La llamada cuestión de
la deshelinización discutida por los teólogos, y especialmente los biblistas,
consiste en si las categorías griegas de Verdad, razón, substancia, accidente,
etc. son parte esencial del mensaje cristiano o es un ropaje cultural del que
el mensaje puede desprenderse para revestirse de otro lenguaje. Uno de los
primeros sugirió la idea de que el mensaje cristiano podría sacudirse de las
categorías griegas fue el luterano alemán Adolf von Harnack, es decir, el es
uno de los defensores más importantes de la tesis de la deshelenización en el
ámbito de la teología bíblica. Fruto de esta tesis se desarrolla el conocido
“método histórico crítico”, que sugiere la posibilidad de hacer exégesis
bíblica teniendo en cuenta el contexto histórico y la “situación vital” en la
que se escriben los textos. Algo que acompaña a dicho método son los esfuerzos
por una investigación que permita acceder al “Jesús histórico”, es decir, al
Jesús que se encuentra por detrás de los textos bíblicos.

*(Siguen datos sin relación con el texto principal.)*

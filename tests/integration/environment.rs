use jv_cli::env::{EnvVar, EnvironmentManager, PathFlavor, PathListRewriter, ProfileStore};
use jv_cli::test_utils::MemoryStore;
use std::fs;
use std::path::Path;
use tempfile::TempDir;

#[test]
fn test_profile_store_switches_homes() {
    let temp = TempDir::new().unwrap();
    let profile = temp.path().join("env.sh");
    let env = EnvironmentManager::new(ProfileStore::at(&profile));

    env.set_home(Path::new("/opt/jdk-17")).unwrap();
    env.set_home(Path::new("/opt/jdk-21/")).unwrap();

    assert_eq!(env.get_home().unwrap().unwrap(), Path::new("/opt/jdk-21"));
    assert_eq!(env.search_path().unwrap(), "$JAVA_HOME/bin");

    let snippet = fs::read_to_string(&profile).unwrap();
    assert!(snippet.contains("export JAVA_HOME='/opt/jdk-21'"));
    assert_eq!(snippet.matches("JAVA_HOME/bin").count(), 1);
}

#[test]
fn test_rewrite_is_idempotent() {
    let rewriter = PathListRewriter::new(PathFlavor::Windows, "JAVA_HOME");
    let lists = [
        "",
        r"C:\Windows\system32",
        r"%JAVA_HOME%\bin;C:\Windows",
        r"C:\X\bin;C:\Tools;c:\x\BIN\;%java_home%\bin",
        r" C:\Tools ; ;C:\Y\bin;C:\Windows ",
    ];

    for list in lists {
        for old in [None, Some(r"C:\X"), Some(r"C:\Y")] {
            let once = rewriter.rewrite(list, old, r"C:\Y");
            let twice = rewriter.rewrite(&once, Some(r"C:\Y"), r"C:\Y");
            assert_eq!(once, twice, "list {list:?}, old {old:?}");
            assert_eq!(rewriter.count_home_references(&once, Some(r"C:\Y")), 1);
        }
    }
}

#[test]
fn test_rewrite_ignores_case() {
    let rewriter = PathListRewriter::new(PathFlavor::Windows, "JAVA_HOME");
    for stale in [r"C:\X\bin", r"c:\x\bin", r"C:\x\BIN\"] {
        let list = format!("{stale};OTHER");
        assert_eq!(
            rewriter.rewrite(&list, Some(r"C:\X"), r"C:\Y"),
            r"%JAVA_HOME%\bin;OTHER"
        );
    }
}

#[test]
fn test_half_applied_write_is_repaired_by_rerun() {
    let store = MemoryStore::new(PathFlavor::Posix)
        .with(EnvVar::SearchPath, "/usr/bin")
        .failing_writes_of(EnvVar::SearchPath);
    let env = EnvironmentManager::new(store);

    assert!(env.set_home(Path::new("/opt/jdk-21")).is_err());
    assert_eq!(env.store().value(EnvVar::Home).as_deref(), Some("/opt/jdk-21"));
    assert_eq!(env.search_path().unwrap(), "/usr/bin");

    // The same stored state, re-run against a store that accepts the write.
    let healthy = EnvironmentManager::new(
        MemoryStore::new(PathFlavor::Posix)
            .with(EnvVar::Home, "/opt/jdk-21")
            .with(EnvVar::SearchPath, "/usr/bin"),
    );
    healthy.set_home(Path::new("/opt/jdk-21")).unwrap();
    assert_eq!(healthy.search_path().unwrap(), "$JAVA_HOME/bin:/usr/bin");
}
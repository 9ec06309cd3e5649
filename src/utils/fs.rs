//! Filesystem helpers.
//!
//! Persistent state (the configuration file, shell profiles) is always written
//! through [`atomic_write`] so a crash leaves either the old or the new content.

use crate::core::JvError;
use std::fs;
use std::io::Write;
use std::path::Path;

/// Create a directory and all of its parents.
pub fn ensure_dir(path: &Path) -> Result<(), JvError> {
    if !path.exists() {
        fs::create_dir_all(path).map_err(|e| JvError::io("create directory", path, e))?;
    }
    Ok(())
}

/// Write `content` to `path` via a sibling temporary file and a rename.
pub fn atomic_write(path: &Path, content: &[u8]) -> Result<(), JvError> {
    if let Some(parent) = path.parent() {
        if !parent.as_os_str().is_empty() {
            ensure_dir(parent)?;
        }
    }

    let temp_path = path.with_extension("tmp");
    {
        let mut file =
            fs::File::create(&temp_path).map_err(|e| JvError::io("create", &temp_path, e))?;
        file.write_all(content)
            .map_err(|e| JvError::io("write", &temp_path, e))?;
        file.sync_all().map_err(|e| JvError::io("sync", &temp_path, e))?;
    }

    if let Err(e) = fs::rename(&temp_path, path) {
        let _ = fs::remove_file(&temp_path);
        return Err(JvError::io("replace", path, e));
    }
    Ok(())
}

/// Comparison key for a path: trimmed, without trailing separators, lowercase.
#[must_use]
pub fn path_key(path: &str) -> String {
    path.trim()
        .trim_matches('"')
        .trim_end_matches(['\\', '/'])
        .to_lowercase()
}

/// Case-insensitive path equality ignoring trailing separators.
#[must_use]
pub fn paths_equal(a: &Path, b: &Path) -> bool {
    path_key(&a.to_string_lossy()) == path_key(&b.to_string_lossy())
}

El esfuerzo por acceder al “Jesús
histórico” no es una mera curiosidad intelectual, sino que se trata de algo
crucial para defender la tesis de la deshelenización, debido a que el nuevo
testamento se encuentra escrito en griego. Si se consigue distinguir al Jesús
histórico del Jesús de la Biblia se habrá conseguido sacudir el mensaje
cristiano de las categorías filosóficas griegas. Si bien el “método histórico crítico”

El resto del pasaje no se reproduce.